_Exercise details_: In the listing below, print exactly the lines between the line holding "filename src/migration.rs" and the line holding "-> Result<S::Log, MigrationError>", inclusive, and no more.

_Dataset entries_:
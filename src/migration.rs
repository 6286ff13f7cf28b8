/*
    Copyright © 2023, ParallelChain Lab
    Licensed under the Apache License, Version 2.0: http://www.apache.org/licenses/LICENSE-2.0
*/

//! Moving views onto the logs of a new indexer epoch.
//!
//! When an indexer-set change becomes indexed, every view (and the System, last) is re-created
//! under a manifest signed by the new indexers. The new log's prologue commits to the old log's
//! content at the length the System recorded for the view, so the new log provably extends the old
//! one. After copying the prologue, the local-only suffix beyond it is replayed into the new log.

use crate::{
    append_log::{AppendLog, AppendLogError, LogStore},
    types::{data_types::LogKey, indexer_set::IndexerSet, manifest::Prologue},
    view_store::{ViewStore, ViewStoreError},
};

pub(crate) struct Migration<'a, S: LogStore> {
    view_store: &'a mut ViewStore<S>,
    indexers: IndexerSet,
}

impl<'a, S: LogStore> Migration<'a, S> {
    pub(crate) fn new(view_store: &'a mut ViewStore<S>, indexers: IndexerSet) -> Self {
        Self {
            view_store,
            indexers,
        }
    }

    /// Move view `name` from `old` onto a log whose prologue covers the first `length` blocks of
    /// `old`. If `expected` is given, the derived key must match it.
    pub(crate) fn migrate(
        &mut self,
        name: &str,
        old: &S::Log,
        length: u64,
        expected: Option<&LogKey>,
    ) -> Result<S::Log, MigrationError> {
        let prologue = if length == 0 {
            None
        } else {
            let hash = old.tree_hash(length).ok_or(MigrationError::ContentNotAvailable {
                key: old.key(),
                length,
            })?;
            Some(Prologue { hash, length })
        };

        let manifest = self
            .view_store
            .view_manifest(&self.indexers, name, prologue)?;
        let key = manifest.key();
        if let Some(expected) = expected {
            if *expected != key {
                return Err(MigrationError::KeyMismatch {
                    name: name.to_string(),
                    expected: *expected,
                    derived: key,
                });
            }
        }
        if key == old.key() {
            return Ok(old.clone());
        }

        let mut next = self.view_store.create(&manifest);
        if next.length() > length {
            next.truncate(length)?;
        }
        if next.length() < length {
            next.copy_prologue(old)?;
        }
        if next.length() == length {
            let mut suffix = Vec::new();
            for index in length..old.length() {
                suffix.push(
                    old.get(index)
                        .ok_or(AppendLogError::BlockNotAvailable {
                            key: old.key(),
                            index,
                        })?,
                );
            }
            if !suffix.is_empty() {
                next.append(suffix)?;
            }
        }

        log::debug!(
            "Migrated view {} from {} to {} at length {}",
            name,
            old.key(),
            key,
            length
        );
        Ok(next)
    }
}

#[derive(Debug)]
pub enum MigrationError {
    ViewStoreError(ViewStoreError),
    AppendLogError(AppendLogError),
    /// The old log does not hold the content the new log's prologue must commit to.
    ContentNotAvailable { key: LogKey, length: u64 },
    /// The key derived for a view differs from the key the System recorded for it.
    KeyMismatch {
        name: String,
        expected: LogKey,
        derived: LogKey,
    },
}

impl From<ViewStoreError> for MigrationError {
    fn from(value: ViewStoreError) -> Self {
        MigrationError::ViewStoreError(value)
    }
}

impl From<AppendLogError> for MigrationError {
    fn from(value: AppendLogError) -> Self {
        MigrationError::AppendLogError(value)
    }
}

--

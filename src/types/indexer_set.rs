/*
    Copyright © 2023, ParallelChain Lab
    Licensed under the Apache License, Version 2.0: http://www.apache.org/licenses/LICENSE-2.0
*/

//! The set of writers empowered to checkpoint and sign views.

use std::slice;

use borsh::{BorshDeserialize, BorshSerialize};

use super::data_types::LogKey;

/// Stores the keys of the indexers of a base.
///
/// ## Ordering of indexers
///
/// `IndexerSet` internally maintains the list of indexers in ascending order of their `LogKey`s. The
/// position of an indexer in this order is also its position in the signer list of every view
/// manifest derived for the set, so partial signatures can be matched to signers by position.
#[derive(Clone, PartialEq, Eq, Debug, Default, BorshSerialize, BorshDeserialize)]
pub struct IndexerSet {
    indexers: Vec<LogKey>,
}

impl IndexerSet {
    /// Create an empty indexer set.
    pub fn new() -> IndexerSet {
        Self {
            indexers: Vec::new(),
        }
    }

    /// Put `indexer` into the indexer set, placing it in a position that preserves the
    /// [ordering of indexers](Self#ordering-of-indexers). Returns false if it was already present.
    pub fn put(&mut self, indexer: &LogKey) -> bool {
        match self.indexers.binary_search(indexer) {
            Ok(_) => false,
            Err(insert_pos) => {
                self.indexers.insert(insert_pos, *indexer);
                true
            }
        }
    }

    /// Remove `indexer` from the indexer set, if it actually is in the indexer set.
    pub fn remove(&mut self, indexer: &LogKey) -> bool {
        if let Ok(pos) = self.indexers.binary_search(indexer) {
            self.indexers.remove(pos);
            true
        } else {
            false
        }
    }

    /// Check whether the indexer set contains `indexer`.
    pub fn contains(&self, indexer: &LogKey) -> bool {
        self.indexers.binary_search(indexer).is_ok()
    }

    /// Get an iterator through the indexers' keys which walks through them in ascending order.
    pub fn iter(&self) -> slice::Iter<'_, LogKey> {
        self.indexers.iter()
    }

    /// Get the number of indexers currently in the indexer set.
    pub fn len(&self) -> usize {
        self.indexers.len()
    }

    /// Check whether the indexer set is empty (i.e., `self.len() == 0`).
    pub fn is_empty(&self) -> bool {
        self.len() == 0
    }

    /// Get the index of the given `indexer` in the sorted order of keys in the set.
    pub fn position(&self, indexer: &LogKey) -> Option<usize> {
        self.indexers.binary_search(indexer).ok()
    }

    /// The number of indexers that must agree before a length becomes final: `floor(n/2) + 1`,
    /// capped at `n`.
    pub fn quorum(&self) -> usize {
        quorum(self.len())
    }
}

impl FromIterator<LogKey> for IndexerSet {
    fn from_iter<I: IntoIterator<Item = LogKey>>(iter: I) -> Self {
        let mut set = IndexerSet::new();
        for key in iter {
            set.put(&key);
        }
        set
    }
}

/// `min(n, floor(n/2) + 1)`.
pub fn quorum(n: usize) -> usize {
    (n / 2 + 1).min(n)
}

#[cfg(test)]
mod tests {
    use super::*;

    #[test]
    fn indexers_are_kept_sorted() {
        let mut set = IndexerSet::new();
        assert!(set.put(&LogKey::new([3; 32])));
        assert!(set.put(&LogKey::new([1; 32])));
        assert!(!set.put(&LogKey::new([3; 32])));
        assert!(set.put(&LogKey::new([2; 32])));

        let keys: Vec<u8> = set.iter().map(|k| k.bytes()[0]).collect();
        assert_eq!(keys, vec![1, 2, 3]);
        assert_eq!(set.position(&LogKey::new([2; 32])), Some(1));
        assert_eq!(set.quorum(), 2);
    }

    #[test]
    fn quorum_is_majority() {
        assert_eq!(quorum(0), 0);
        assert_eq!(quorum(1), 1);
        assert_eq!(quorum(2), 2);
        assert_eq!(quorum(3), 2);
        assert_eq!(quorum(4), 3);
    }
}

_Output of the task_:
filename src/migration.rs
repository 6286ff13f7cf28b8
/*
    Copyright © 2023, ParallelChain Lab
    Licensed under the Apache License, Version 2.0: http://www.apache.org/licenses/LICENSE-2.0
*/

//! Moving views onto the logs of a new indexer epoch.
//!
//! When an indexer-set change becomes indexed, every view (and the System, last) is re-created
//! under a manifest signed by the new indexers. The new log's prologue commits to the old log's
//! content at the length the System recorded for the view, so the new log provably extends the old
//! one. After copying the prologue, the local-only suffix beyond it is replayed into the new log.

use crate::{
    append_log::{AppendLog, AppendLogError, LogStore},
    types::{data_types::LogKey, indexer_set::IndexerSet, manifest::Prologue},
    view_store::{ViewStore, ViewStoreError},
};

pub(crate) struct Migration<'a, S: LogStore> {
    view_store: &'a mut ViewStore<S>,
    indexers: IndexerSet,
}

impl<'a, S: LogStore> Migration<'a, S> {
    pub(crate) fn new(view_store: &'a mut ViewStore<S>, indexers: IndexerSet) -> Self {
        Self {
            view_store,
            indexers,
        }
    }

    /// Move view `name` from `old` onto a log whose prologue covers the first `length` blocks of
    /// `old`. If `expected` is given, the derived key must match it.
    pub(crate) fn migrate(
        &mut self,
        name: &str,
        old: &S::Log,
        length: u64,
        expected: Option<&LogKey>,
    ) -> Result<S::Log, MigrationError> {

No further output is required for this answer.